Когда зыбкое ощущение покоя, наконец, окутало его тонким покрывалом, дверь в комнату распахнулась и ударилась об стену, наполняя покои грохотом и лязгом. Не спрашивая позволения войти, даже не поздоровавшись, Слышащая ворвалась в чертоги Хранителя в вихре серебристо-синего бархата. Янтарные глаза Цицерона сузились. Так вот на что тратится львиная доля доходов от контрактов. Опытный глаз мужчины отметил и роскошь вышивки, и качество ткани. Не обращая на имперца внимания, девушка подошла к дубовому шкафу и, что-то бормоча себе под нос, начала лихорадочно рыться в вещах Хранителя. Несколько долгих минут Цицерон молча наблюдал, как бретонка беззастенчиво потрошит сундуки и комод в поисках неизвестно чего, прежде чем поднялся на ноги. Магесса же даже головы не повернула.





- Прошу прощения, Слышащая, - произнес он негромко, но Деметра передернула плечами, не желая прерываться. Мужчина недовольно кашлянул. - Я искренне извиняюсь, Слышащая, - удостоившись мимолетного, полного недовольства взгляда, Хранитель скрестил руки на груди, - чем обязан твоему столь раннему и неожиданному визиту?

- Я не могу найти свой кинжал, - обронила девушка, бросая одежду Цицерона прямо на пол, - кажется, я дала его тебе, когда мы проходили мимо Картвастена. Такой с изогнутым медным лезвием и позолоченной рукоятью.

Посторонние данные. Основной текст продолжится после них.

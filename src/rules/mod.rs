//! Game rules for Crab Puzzle
//!
//! This module implements the rule set:
//! - Move generation under the slide-until-blocked rule
//! - Win condition (four in a row or column, no diagonals)

pub mod movegen;
pub mod win;

// Re-exports for convenient access
pub use movegen::{
    available_moves_for_piece, available_squares, has_any_move, legal_moves, mobility, SquareMoves,
};
pub use win::{is_win_for, winner, winning_line, WINDOWS};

- Нет, я его не видел, - отчеканил мужчина, сурово поджимая губы. Но Слышащую это не остановило. Откинув на спину белокурые волосы, она критически оглядела кучи вещей, в беспорядке разбросанных по комнате, задумчиво потерла подбородок. Цицерон думал, что она хотя бы извинится за столь грубое вторжение, но губы Деметры презрительно искривились, и она раздраженно пнула комод.

- Обливион подери!.. я же точно помню, что отдавала его тебе! – серебристо-серые глаза потемнели, словно грозовое небо. - Ты тогда еще так по-дурацки заплясал и выдал мне в благодарность очередную песенку про отравленных котят.

Мужчина глубоко вздохнул, силясь овладеть собой. Непостижимою волей судеб он был избран Хранителем, но не Слышащим. Заместо него Мать избрала эту девчонку. Разве она достойна?! Разве эта соплячка понимает, какая честь ей оказана?! Но нет, Цицерон не смеет роптать, о нет, о нет, это решение Матушки, его милой, любимой Матушки. А Слышащая?.. Слышащая! Светлые волосы, цвета солнца, а глаза цвета луны, льют серебро. Красивая и холодная… мертвая… мертвая Дагни. Дагни? Кто такая Дагни?

- Это я, Цицерон. Ты уж забыл меня? – голос тихий, женский и жалобный, звучал прямо в голове Хранителя. Ассасин тряхнул головой, пытаясь стряхнуть сжимающиеся вокруг него объятия наваждения. - Это я, Дагни, Цицерон. Помнишь? Дагни, Дагни, Дагни…

Истошный визгливый хохот, на грани отчаяния, на мгновение заглушил вкрадчивый шепот. Имперец пошатнулся, сжимая пальцами виски. Дагни? Кого зовут Дагни? Льняные волосы, мягкие, вьются немного, а глаза… а нету глаз! Черные провалы, бездонные дыры, Бездна смотрит с мертвого лица, губы растянулись в улыбке от уха до уха… и губ уже нет. Ничего нет! Холодно… отчего так холодно? Дагни, Дагни… ее зовут Дагни.